The most important material for writing in antiquity, which also acquired great importance through the years, was papyrus. Papyrus emanated from the plant papyrus or xartis, as Greeks called it, a small tree which loves humidity and heat, with region of its distribution the river Nile in Egypt. The graphic material in question emanated from the heart of the inferior part of the plant, while Pliny gives an analytic relative report (Hist Marine Pension Fund 13,.74 ke).

The process concerning the production of papyrus was the following: the stem of the plant was cut fresh in pieces, was peeled and this way its heart was released. Then the heart was cut in thin, wide bands, which were then put on a wet board, the one beside the other.Over this layer another layer of same bands was put.Afterwards with the use of a smooth, wide stone they hit the upper surface of the bands so as the separate bands with the sticky cohesion of the crumb would be connected to each other. The leaf that was produced by this procedure, thekolima, was dried at the sun and was then burnished. Occasionally with the use of vinegar or flour more leaves, 20 or even 50 were joined together in a role where the fibers of plant went always to the same direction, externally vertical and internally horizontal.

Papyrus was always traded in the form of such roles that were then cut in the desirable size. The first leaf, the protokkollon, remained usually unwritten used as the protective leaf of the roll. The text was written in columns, selides, usually only in the internal surface, beginning from the left utmost. The title of the text and the name of the writer were entered in an additional leather band, the so called sillivo. Papyrus generally had an open tone. It was a flexible material with the proper elasticity, while mainly used for long texts.

Two other organic materials for writing were skin and parchment, materials competitive to papyrus. The difference between skin and parchment is that skin resulted from the tanning of the skin of the animal using vegetable materials that contained tanning acid. Parchment on the contrary was produced by the treatment of the skin with lime, after the skin was dried stretched and then was scraped and smoothed. Ancient literature refers to the use of the skin of the animals very often as a mean of writing, while the terms that were indiscriminately used for skin and parchment were the terms difthera and memvrana.

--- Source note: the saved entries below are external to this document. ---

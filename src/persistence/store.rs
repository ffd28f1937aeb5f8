//! Debounced save store over a `SaveStorage` backend

use crate::consts::{SAVE_DEBOUNCE_MS, SAVE_VERSION, STORAGE_KEY};
use crate::platform::{SaveStorage, Scheduler, TimerId};
use crate::session::SessionState;

use super::bundle::{self, Integrity, SaveBundle};

/// Where the loaded state came from
#[derive(Debug, Clone, Copy, PartialEq, Eq)]
pub enum LoadSource {
    /// A stored bundle was parsed (possibly migrated or repaired)
    Stored,
    /// Nothing stored yet
    Empty,
    /// Backend unavailable; store is now a no-op
    Unavailable,
    /// Stored bundle was not parseable JSON
    Malformed,
}

/// Outcome of `PersistenceStore::load`
#[derive(Debug, Clone)]
pub struct LoadReport {
    pub state: SessionState,
    /// Timestamp of the stored bundle, or the load time for fresh defaults
    pub timestamp: u64,
    pub source: LoadSource,
    pub integrity: Integrity,
    /// Source schema version when a migration ran
    pub migrated_from: Option<u32>,
}

impl LoadReport {
    fn fresh(source: LoadSource, now: u64) -> Self {
        Self {
            state: SessionState::default(),
            timestamp: now,
            source,
            integrity: Integrity::Missing,
            migrated_from: None,
        }
    }

    pub fn checksum_mismatch(&self) -> bool {
        matches!(self.integrity, Integrity::Mismatch { .. })
    }

    /// Nothing usable was stored, so the state is all defaults
    pub fn used_defaults(&self) -> bool {
        self.source != LoadSource::Stored
    }

    /// Saves are disabled for this session
    pub fn is_degraded(&self) -> bool {
        self.source == LoadSource::Unavailable
    }
}

/// Persistence store
///
/// Non-immediate saves are debounced on virtual time: each call restarts a
/// `SAVE_DEBOUNCE_MS` window and the state passed to `tick` when the window
/// closes is what gets written. Failed writes are logged and dropped.
#[derive(Debug)]
pub struct PersistenceStore<S: SaveStorage> {
    storage: S,
    key: String,
    /// Version written on save; never below the loaded one
    version: u32,
    degraded: bool,
    flushes: Scheduler<()>,
    pending: Option<TimerId>,
}

impl<S: SaveStorage> PersistenceStore<S> {
    pub fn new(storage: S) -> Self {
        Self::with_key(storage, STORAGE_KEY)
    }

    pub fn with_key(storage: S, key: impl Into<String>) -> Self {
        Self {
            storage,
            key: key.into(),
            version: SAVE_VERSION,
            degraded: false,
            flushes: Scheduler::new(),
            pending: None,
        }
    }

    /// Load, verify, migrate and merge the stored bundle.
    ///
    /// Never fails: every problem degrades to defaults with a diagnostic.
    pub fn load(&mut self, now: u64) -> LoadReport {
        if !self.storage.is_available() {
            self.degraded = true;
            log::info!("Save storage unavailable, progress will not persist");
            return LoadReport::fresh(LoadSource::Unavailable, now);
        }
        self.degraded = false;

        let text = match self.storage.read(&self.key) {
            Ok(Some(text)) if !text.trim().is_empty() => text,
            Ok(_) => {
                log::info!("No save data found, starting fresh");
                return LoadReport::fresh(LoadSource::Empty, now);
            }
            Err(e) => {
                self.degraded = true;
                log::warn!("Failed to read save data: {}", e);
                return LoadReport::fresh(LoadSource::Unavailable, now);
            }
        };

        let decoded = match bundle::decode(&text) {
            Ok(decoded) => decoded,
            Err(e) => {
                log::error!("Discarding save data: {}", e);
                return LoadReport::fresh(LoadSource::Malformed, now);
            }
        };

        match &decoded.integrity {
            Integrity::Verified => {}
            Integrity::Missing => log::warn!("Save data has no checksum"),
            Integrity::Mismatch { stored, computed } => log::warn!(
                "Save checksum mismatch (stored {}, computed {}), loading anyway",
                stored,
                computed
            ),
        }

        let from = bundle::source_version(&decoded.fields);
        let (fields, migrated_from) = if from < SAVE_VERSION {
            log::info!("Migrating save data v{} -> v{}", from, SAVE_VERSION);
            (bundle::migrate(decoded.fields, from), Some(from))
        } else {
            if from > SAVE_VERSION {
                log::warn!("Save data v{} is newer than v{}", from, SAVE_VERSION);
            }
            (decoded.fields, None)
        };
        self.version = from.max(SAVE_VERSION);

        let timestamp = fields
            .get("timestamp")
            .and_then(serde_json::Value::as_u64)
            .unwrap_or(now);
        let mut state = bundle::merge_with_defaults(&fields);
        state.adaptive.clamp_modifiers();

        log::debug!(
            "Loaded save: level {}, high score {}",
            state.progress.current_level,
            state.progress.high_score
        );

        LoadReport {
            state,
            timestamp,
            source: LoadSource::Stored,
            integrity: decoded.integrity,
            migrated_from,
        }
    }

    /// Request a save. Immediate saves write now and cancel any pending one.
    pub fn save(&mut self, state: &SessionState, now: u64, immediate: bool) {
        if self.degraded {
            return;
        }
        if let Some(id) = self.pending.take() {
            self.flushes.cancel(id);
        }
        if immediate {
            self.flush(state, now);
        } else {
            self.pending = Some(self.flushes.schedule(now + SAVE_DEBOUNCE_MS, ()));
        }
    }

    /// Write the pending save if its window has closed. Returns true on a write.
    pub fn tick(&mut self, state: &SessionState, now: u64) -> bool {
        if self.flushes.drain_due(now).is_empty() {
            return false;
        }
        self.pending = None;
        self.flush(state, now)
    }

    pub fn has_pending(&self) -> bool {
        self.pending.is_some()
    }

    /// Due time of the pending save
    pub fn next_flush(&mut self) -> Option<u64> {
        self.flushes.next_due()
    }

    /// Delete the stored bundle and drop any pending write
    pub fn clear(&mut self) {
        if let Some(id) = self.pending.take() {
            self.flushes.cancel(id);
        }
        if self.degraded {
            return;
        }
        match self.storage.remove(&self.key) {
            Ok(()) => log::info!("Save data cleared"),
            Err(e) => log::error!("Failed to clear save data: {}", e),
        }
    }

    pub fn is_degraded(&self) -> bool {
        self.degraded
    }

    pub fn version(&self) -> u32 {
        self.version
    }

    pub fn storage(&self) -> &S {
        &self.storage
    }

    pub fn storage_mut(&mut self) -> &mut S {
        &mut self.storage
    }

    fn flush(&mut self, state: &SessionState, now: u64) -> bool {
        let mut bundle = SaveBundle::new(state.clone(), now);
        bundle.version = self.version;

        let encoded = match bundle.encode() {
            Ok(encoded) => encoded,
            Err(e) => {
                log::error!("Failed to encode save data: {}", e);
                return false;
            }
        };

        match self.storage.write(&self.key, &encoded) {
            Ok(()) => {
                log::debug!("Saved progress ({} bytes)", encoded.len());
                true
            }
            Err(e) => {
                log::error!("Failed to save progress: {}", e);
                false
            }
        }
    }
}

The ancient pencils for writing:

Sharp metal nail would be convenient enough for writing on hard materials as shells. Special slate pencils would be used when they used to write on wooden plates that were coated with a layer of wax. Such a slate pencil, the so called grafis, had on the down side a pointed utmost for writing and on the upper utmost a broad end in the form of a spatula in order to smooth the wax surface in case of an error.

Greeks and Romans manufactured their quills from brass or cane, which they cut with a certain knife, the kondylomaxairo, in its one end sidewise, giving to it a similar shape like that of the quill made of steel.Because of the fact that the quills of cane were easily worn out, they had to be cut with the kondylomaxairo quite often. So in a box with all the equipments for writing more than one quill were kept.

The ink, melan, was produced after dipping soot in water, adding Arabic gum afterwards. The ink should have been consumed on the same day and was maintained in inkwell, which was often kept along with the quills in a common case.

Writing on a soft surface, such as papyrus, ancient Greeks used a hard base underneath.Generally they used to write seated holding their wooden plates on their thighs. As these plates could not be bended they could also write standing. On papyrus or on parchment as well as on the whitened wood they used to write using ink or a feather.